* **Listed entries**
Start of Block
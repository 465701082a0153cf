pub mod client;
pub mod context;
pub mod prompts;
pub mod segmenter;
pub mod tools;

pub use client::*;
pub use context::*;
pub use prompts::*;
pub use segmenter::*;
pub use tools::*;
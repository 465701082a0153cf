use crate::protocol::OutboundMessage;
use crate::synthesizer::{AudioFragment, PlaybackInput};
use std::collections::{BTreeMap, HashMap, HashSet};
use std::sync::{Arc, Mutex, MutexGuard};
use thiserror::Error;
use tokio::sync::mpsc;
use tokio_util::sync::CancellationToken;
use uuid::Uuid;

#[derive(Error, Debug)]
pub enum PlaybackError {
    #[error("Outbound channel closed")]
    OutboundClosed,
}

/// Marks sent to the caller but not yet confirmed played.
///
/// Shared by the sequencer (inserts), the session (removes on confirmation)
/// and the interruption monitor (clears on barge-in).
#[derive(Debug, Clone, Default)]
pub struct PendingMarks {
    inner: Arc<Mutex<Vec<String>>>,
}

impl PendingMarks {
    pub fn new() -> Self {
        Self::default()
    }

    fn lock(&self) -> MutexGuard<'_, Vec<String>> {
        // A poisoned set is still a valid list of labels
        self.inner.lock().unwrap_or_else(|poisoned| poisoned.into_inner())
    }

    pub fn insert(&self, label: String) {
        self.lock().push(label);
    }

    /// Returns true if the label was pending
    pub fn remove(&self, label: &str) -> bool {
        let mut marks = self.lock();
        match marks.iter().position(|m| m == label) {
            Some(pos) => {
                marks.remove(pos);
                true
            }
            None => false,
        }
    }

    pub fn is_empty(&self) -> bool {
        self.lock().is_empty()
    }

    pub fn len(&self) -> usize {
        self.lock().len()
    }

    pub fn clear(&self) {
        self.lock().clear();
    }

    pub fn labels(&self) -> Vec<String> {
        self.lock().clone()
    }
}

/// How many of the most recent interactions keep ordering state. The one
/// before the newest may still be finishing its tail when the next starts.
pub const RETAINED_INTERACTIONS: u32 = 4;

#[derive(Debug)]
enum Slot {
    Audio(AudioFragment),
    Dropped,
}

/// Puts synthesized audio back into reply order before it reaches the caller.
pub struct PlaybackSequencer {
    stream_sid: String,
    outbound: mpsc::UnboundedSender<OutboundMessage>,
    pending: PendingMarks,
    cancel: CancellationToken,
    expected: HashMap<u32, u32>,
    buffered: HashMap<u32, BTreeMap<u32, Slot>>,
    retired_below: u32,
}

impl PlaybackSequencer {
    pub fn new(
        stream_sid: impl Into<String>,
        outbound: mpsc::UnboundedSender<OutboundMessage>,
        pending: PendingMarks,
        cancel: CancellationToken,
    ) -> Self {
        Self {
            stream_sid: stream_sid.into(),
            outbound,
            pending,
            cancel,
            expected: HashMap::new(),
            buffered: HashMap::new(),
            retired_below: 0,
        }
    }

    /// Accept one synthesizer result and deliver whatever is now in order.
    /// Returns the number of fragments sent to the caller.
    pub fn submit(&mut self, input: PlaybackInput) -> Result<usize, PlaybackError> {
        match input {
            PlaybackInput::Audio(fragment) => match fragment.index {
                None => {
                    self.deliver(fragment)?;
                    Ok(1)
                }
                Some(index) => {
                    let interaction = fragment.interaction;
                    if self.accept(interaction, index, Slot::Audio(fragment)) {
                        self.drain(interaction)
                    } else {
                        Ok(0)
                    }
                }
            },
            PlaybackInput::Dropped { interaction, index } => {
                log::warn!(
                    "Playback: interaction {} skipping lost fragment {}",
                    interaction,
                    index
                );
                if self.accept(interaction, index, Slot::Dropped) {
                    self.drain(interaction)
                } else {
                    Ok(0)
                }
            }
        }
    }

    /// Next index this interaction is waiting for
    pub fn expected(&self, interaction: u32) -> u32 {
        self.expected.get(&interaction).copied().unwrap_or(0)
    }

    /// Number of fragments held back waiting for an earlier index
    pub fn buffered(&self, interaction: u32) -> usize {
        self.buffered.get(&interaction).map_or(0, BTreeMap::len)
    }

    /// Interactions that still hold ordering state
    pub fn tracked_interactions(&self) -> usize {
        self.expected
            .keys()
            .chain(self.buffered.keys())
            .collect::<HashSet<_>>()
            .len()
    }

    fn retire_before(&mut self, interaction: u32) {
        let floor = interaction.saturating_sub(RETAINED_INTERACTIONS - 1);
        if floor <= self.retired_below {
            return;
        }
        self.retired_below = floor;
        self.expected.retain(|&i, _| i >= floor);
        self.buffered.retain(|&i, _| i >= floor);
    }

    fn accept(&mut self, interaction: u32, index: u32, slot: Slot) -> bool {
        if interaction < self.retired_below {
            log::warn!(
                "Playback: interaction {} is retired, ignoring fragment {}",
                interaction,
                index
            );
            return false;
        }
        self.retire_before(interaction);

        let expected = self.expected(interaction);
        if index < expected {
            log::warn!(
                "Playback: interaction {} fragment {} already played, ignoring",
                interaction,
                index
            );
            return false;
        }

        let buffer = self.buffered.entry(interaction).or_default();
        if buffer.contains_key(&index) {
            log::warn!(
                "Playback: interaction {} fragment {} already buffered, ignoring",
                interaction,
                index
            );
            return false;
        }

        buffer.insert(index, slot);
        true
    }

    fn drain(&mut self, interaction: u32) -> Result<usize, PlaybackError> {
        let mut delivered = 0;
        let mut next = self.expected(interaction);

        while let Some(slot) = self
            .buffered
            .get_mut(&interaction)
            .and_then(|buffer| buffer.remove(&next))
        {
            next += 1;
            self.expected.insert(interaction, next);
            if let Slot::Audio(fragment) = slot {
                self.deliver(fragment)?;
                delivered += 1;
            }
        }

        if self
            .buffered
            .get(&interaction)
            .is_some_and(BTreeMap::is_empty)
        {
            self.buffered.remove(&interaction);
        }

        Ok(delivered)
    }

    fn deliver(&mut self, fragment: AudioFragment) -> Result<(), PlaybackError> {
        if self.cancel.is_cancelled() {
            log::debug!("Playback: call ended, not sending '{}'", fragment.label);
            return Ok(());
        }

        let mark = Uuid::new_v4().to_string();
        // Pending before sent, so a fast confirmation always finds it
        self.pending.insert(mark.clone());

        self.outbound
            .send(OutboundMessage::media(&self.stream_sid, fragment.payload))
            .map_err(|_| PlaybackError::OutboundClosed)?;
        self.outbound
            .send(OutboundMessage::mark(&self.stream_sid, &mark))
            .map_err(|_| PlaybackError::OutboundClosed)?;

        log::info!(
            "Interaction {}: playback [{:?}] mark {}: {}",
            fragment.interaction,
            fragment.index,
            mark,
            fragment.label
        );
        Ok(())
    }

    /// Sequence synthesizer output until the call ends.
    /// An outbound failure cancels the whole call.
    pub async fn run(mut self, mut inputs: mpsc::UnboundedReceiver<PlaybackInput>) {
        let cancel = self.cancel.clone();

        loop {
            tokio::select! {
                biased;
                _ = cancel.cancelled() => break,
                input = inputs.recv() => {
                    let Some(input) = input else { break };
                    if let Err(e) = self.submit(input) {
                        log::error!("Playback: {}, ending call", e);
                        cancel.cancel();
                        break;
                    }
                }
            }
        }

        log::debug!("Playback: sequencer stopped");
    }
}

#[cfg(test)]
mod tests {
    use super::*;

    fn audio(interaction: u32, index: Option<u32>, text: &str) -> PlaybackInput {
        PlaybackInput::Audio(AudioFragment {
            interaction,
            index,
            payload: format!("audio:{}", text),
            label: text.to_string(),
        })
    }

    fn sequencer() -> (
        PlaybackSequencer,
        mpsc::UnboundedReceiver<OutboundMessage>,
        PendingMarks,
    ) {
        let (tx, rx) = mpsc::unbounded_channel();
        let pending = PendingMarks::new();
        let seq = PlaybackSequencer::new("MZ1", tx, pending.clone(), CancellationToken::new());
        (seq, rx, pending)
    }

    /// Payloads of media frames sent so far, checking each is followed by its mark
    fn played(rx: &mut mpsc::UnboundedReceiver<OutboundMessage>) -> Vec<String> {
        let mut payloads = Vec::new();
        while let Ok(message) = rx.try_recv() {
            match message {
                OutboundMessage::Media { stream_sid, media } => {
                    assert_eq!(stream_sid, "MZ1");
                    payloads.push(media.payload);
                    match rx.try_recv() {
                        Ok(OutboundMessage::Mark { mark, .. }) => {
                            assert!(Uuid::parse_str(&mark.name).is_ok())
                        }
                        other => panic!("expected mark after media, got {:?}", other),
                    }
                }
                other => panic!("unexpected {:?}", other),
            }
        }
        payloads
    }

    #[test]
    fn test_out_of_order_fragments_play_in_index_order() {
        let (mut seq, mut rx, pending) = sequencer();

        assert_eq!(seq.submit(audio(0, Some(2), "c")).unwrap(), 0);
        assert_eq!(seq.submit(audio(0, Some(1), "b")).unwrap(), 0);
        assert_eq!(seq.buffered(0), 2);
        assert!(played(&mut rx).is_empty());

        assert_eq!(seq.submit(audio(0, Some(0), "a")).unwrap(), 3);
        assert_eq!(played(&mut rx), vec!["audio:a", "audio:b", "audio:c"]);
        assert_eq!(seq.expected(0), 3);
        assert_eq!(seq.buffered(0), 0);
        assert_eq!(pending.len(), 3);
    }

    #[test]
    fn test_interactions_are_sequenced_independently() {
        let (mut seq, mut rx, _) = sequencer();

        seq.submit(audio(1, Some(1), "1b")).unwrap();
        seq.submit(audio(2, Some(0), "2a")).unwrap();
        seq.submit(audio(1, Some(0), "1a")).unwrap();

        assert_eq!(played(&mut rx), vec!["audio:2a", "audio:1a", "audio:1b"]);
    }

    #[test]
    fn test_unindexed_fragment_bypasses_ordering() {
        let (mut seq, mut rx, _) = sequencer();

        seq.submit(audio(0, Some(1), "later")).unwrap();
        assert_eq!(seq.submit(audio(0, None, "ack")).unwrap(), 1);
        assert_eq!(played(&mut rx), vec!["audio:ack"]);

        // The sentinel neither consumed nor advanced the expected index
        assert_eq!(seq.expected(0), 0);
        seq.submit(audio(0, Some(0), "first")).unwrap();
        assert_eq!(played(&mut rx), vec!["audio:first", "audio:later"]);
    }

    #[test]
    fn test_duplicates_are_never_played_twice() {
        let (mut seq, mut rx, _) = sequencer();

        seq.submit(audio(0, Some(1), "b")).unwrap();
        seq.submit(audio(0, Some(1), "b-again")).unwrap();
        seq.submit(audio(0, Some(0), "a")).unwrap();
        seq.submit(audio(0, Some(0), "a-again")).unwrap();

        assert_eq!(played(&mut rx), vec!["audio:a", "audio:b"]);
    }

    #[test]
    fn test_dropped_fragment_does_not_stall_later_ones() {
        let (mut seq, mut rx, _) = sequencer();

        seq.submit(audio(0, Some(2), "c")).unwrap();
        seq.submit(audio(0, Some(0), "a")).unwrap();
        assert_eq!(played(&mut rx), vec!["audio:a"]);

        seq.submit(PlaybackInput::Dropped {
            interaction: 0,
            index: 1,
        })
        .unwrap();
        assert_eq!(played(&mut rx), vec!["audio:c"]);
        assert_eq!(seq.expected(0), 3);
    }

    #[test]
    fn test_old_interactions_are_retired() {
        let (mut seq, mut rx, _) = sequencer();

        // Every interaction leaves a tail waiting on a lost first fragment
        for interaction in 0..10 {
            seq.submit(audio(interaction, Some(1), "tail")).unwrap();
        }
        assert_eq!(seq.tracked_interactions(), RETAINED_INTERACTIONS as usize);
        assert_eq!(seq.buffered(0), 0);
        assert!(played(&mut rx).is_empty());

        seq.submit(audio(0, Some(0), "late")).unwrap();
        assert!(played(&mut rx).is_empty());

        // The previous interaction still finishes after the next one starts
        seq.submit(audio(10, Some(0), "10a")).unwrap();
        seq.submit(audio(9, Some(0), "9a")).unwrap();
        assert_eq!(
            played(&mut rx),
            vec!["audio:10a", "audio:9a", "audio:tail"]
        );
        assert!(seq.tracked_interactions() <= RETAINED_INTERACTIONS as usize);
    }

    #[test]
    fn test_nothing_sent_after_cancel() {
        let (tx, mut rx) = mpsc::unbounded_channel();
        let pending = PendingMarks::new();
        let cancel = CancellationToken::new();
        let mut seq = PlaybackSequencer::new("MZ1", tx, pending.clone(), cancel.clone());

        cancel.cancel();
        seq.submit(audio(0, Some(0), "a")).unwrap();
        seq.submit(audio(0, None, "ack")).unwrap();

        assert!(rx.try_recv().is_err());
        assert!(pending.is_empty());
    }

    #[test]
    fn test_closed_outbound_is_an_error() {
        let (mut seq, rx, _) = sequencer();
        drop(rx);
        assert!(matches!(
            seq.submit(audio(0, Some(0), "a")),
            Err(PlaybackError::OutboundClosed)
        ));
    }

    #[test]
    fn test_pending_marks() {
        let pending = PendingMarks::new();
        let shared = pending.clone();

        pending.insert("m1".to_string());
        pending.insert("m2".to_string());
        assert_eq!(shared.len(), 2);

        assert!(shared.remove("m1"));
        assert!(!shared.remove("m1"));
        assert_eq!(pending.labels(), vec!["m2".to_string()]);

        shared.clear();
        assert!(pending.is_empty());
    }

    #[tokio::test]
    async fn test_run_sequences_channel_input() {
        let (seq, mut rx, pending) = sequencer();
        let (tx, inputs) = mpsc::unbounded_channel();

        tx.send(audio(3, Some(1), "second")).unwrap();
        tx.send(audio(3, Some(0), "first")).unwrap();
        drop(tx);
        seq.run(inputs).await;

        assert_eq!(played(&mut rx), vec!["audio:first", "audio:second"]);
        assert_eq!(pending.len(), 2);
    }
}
End of Block
* **Work to be completed**
The exercise is to copy out every line above that has the word "inputs" in it.

* **Task response**
    pub async fn run(mut self, mut inputs: mpsc::UnboundedReceiver<PlaybackInput>) {
                input = inputs.recv() => {
        let (tx, inputs) = mpsc::unbounded_channel();
        seq.run(inputs).await;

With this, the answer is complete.